## Required action
Lines with the string "value" are to be identified in the listing and copied.

## Input data
* * * * *

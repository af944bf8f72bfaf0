// SPDX-License-Identifier: Apache-2.0 OR MIT
// Copyright (c) 2025-2026 naskel.com

//! Field descriptors and validated record schemas.

use crate::error::SchemaError;
use crate::schema::{FieldKind, RecordSchemaBuilder, TextPrefix};
use std::collections::HashMap;

/// One schema field.
#[derive(Debug, Clone, PartialEq, Eq)]
pub struct FieldDescriptor {
    name: String,
    kind: FieldKind,
    index: usize,
}

impl FieldDescriptor {
    /// Create a field descriptor. The index is assigned by [`RecordSchema::build`].
    pub fn new(name: impl Into<String>, kind: FieldKind) -> Self {
        Self {
            name: name.into(),
            kind,
            index: 0,
        }
    }

    pub fn name(&self) -> &str {
        &self.name
    }

    pub fn kind(&self) -> &FieldKind {
        &self.kind
    }

    /// Position in declaration order, which is also wire order.
    pub fn index(&self) -> usize {
        self.index
    }
}

/// Ordered, immutable description of a record.
///
/// Built once and shared read-only (usually behind an `Arc`) by any number of
/// concurrent encoders and decoders.
#[derive(Debug, Clone, PartialEq, Eq)]
pub struct RecordSchema {
    name: String,
    fields: Vec<FieldDescriptor>,
    index: HashMap<String, usize>,
    text_prefix: TextPrefix,
}

impl RecordSchema {
    /// Validate `fields` and build a schema.
    ///
    /// Every `VariableSlice` must count on an integer scalar declared before
    /// it: decoding is a single forward pass and never looks ahead.
    pub fn build(
        name: impl Into<String>,
        text_prefix: TextPrefix,
        mut fields: Vec<FieldDescriptor>,
    ) -> Result<Self, SchemaError> {
        let name = name.into();
        let mut index = HashMap::with_capacity(fields.len());

        for i in 0..fields.len() {
            fields[i].index = i;
            let field = &fields[i];

            if let Err(err) = check_field(&fields, &index, field) {
                log::debug!("[schema] rejected {:?}: {}", name, err);
                return Err(err);
            }

            if index.insert(field.name.clone(), i).is_some() {
                let err = SchemaError::DuplicateFieldName {
                    schema: name,
                    field: field.name.clone(),
                };
                log::debug!("[schema] rejected: {}", err);
                return Err(err);
            }
        }

        Ok(Self {
            name,
            fields,
            index,
            text_prefix,
        })
    }

    /// Start a fluent builder.
    pub fn builder(name: impl Into<String>) -> RecordSchemaBuilder {
        RecordSchemaBuilder::new(name)
    }

    pub fn name(&self) -> &str {
        &self.name
    }

    /// Fields in wire order.
    pub fn fields(&self) -> &[FieldDescriptor] {
        &self.fields
    }

    pub fn field(&self, index: usize) -> Option<&FieldDescriptor> {
        self.fields.get(index)
    }

    pub fn field_by_name(&self, name: &str) -> Option<&FieldDescriptor> {
        self.index.get(name).map(|&i| &self.fields[i])
    }

    pub fn field_index(&self, name: &str) -> Option<usize> {
        self.index.get(name).copied()
    }

    pub fn text_prefix(&self) -> TextPrefix {
        self.text_prefix
    }

    pub fn len(&self) -> usize {
        self.fields.len()
    }

    pub fn is_empty(&self) -> bool {
        self.fields.is_empty()
    }

    /// Encoded size when no field depends on its value.
    ///
    /// None if any field is value-dependent or the total overflows `usize`.
    pub fn fixed_size(&self) -> Option<usize> {
        self.fields
            .iter()
            .try_fold(0usize, |acc, f| acc.checked_add(f.kind.fixed_size()?))
    }
}

fn check_field(
    fields: &[FieldDescriptor],
    earlier: &HashMap<String, usize>,
    field: &FieldDescriptor,
) -> Result<(), SchemaError> {
    match &field.kind {
        FieldKind::VariableSlice { count_field, .. } => {
            let governs = earlier
                .get(count_field)
                .is_some_and(|&i| fields[i].kind.is_count_kind());
            if !governs {
                return Err(SchemaError::DanglingCountReference {
                    field: field.name.clone(),
                    count_field: count_field.clone(),
                });
            }
        }
        FieldKind::FixedArray { length, .. } | FieldKind::FixedArrayOfComposite { length, .. }
            if *length == 0 =>
        {
            return Err(SchemaError::InvalidFixedLength {
                field: field.name.clone(),
                length: *length,
            });
        }
        _ => {}
    }
    Ok(())
}
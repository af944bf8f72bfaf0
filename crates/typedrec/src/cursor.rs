// SPDX-License-Identifier: Apache-2.0 OR MIT
// Copyright (c) 2025-2026 naskel.com

//! Big-endian byte cursors with position tracking.
//!
//! [`ReadCursor`] walks a borrowed buffer and reports short reads without
//! consuming anything. [`WriteCursor`] wraps any [`Write`] sink.

use byteorder::{BigEndian, ByteOrder, WriteBytesExt};
use std::io::{self, Write};

/// A read needed more bytes than remain in the buffer.
#[derive(Debug, Clone, Copy, PartialEq, Eq)]
pub struct Eof {
    pub needed: usize,
    pub remaining: usize,
}

/// Forward-only reader over a byte slice.
#[derive(Debug, Clone)]
pub struct ReadCursor<'a> {
    buf: &'a [u8],
    pos: usize,
}

macro_rules! read_be {
    ($($name:ident -> $ty:ty, $size:expr, $read:path;)*) => {
        $(
            pub fn $name(&mut self) -> Result<$ty, Eof> {
                let bytes = self.read_bytes($size)?;
                Ok($read(bytes))
            }
        )*
    };
}

impl<'a> ReadCursor<'a> {
    pub fn new(buf: &'a [u8]) -> Self {
        Self { buf, pos: 0 }
    }

    /// Bytes consumed so far.
    pub fn position(&self) -> usize {
        self.pos
    }

    pub fn remaining(&self) -> usize {
        self.buf.len() - self.pos
    }

    pub fn is_empty(&self) -> bool {
        self.remaining() == 0
    }

    /// Consume exactly `count` bytes.
    pub fn read_bytes(&mut self, count: usize) -> Result<&'a [u8], Eof> {
        if count > self.remaining() {
            return Err(Eof {
                needed: count,
                remaining: self.remaining(),
            });
        }
        let slice = &self.buf[self.pos..self.pos + count];
        self.pos += count;
        Ok(slice)
    }

    pub fn read_u8(&mut self) -> Result<u8, Eof> {
        Ok(self.read_bytes(1)?[0])
    }

    pub fn read_i8(&mut self) -> Result<i8, Eof> {
        Ok(self.read_u8()? as i8)
    }

    read_be! {
        read_u16 -> u16, 2, BigEndian::read_u16;
        read_u32 -> u32, 4, BigEndian::read_u32;
        read_u64 -> u64, 8, BigEndian::read_u64;
        read_i16 -> i16, 2, BigEndian::read_i16;
        read_i32 -> i32, 4, BigEndian::read_i32;
        read_i64 -> i64, 8, BigEndian::read_i64;
        read_f32 -> f32, 4, BigEndian::read_f32;
        read_f64 -> f64, 8, BigEndian::read_f64;
    }
}

/// Writer with position tracking.
#[derive(Debug)]
pub struct WriteCursor<W: Write> {
    inner: W,
    pos: u64,
}

macro_rules! write_be {
    ($($name:ident($ty:ty), $size:expr, $write:ident;)*) => {
        $(
            pub fn $name(&mut self, v: $ty) -> io::Result<()> {
                self.inner.$write::<BigEndian>(v)?;
                self.pos += $size;
                Ok(())
            }
        )*
    };
}

impl<W: Write> WriteCursor<W> {
    pub fn new(inner: W) -> Self {
        Self { inner, pos: 0 }
    }

    /// Bytes written so far.
    pub fn position(&self) -> u64 {
        self.pos
    }

    pub fn into_inner(self) -> W {
        self.inner
    }

    pub fn write_bytes(&mut self, bytes: &[u8]) -> io::Result<()> {
        self.inner.write_all(bytes)?;
        self.pos += bytes.len() as u64;
        Ok(())
    }

    pub fn write_u8(&mut self, v: u8) -> io::Result<()> {
        self.inner.write_u8(v)?;
        self.pos += 1;
        Ok(())
    }

    pub fn write_i8(&mut self, v: i8) -> io::Result<()> {
        self.inner.write_i8(v)?;
        self.pos += 1;
        Ok(())
    }

    write_be! {
        write_u16(u16), 2, write_u16;
        write_u32(u32), 4, write_u32;
        write_u64(u64), 8, write_u64;
        write_i16(i16), 2, write_i16;
        write_i32(i32), 4, write_i32;
        write_i64(i64), 8, write_i64;
        write_f32(f32), 4, write_f32;
        write_f64(f64), 8, write_f64;
    }
}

* * * * *

## Task solution
    /// Encoded size when no field depends on its value.
    /// None if any field is value-dependent or the total overflows `usize`.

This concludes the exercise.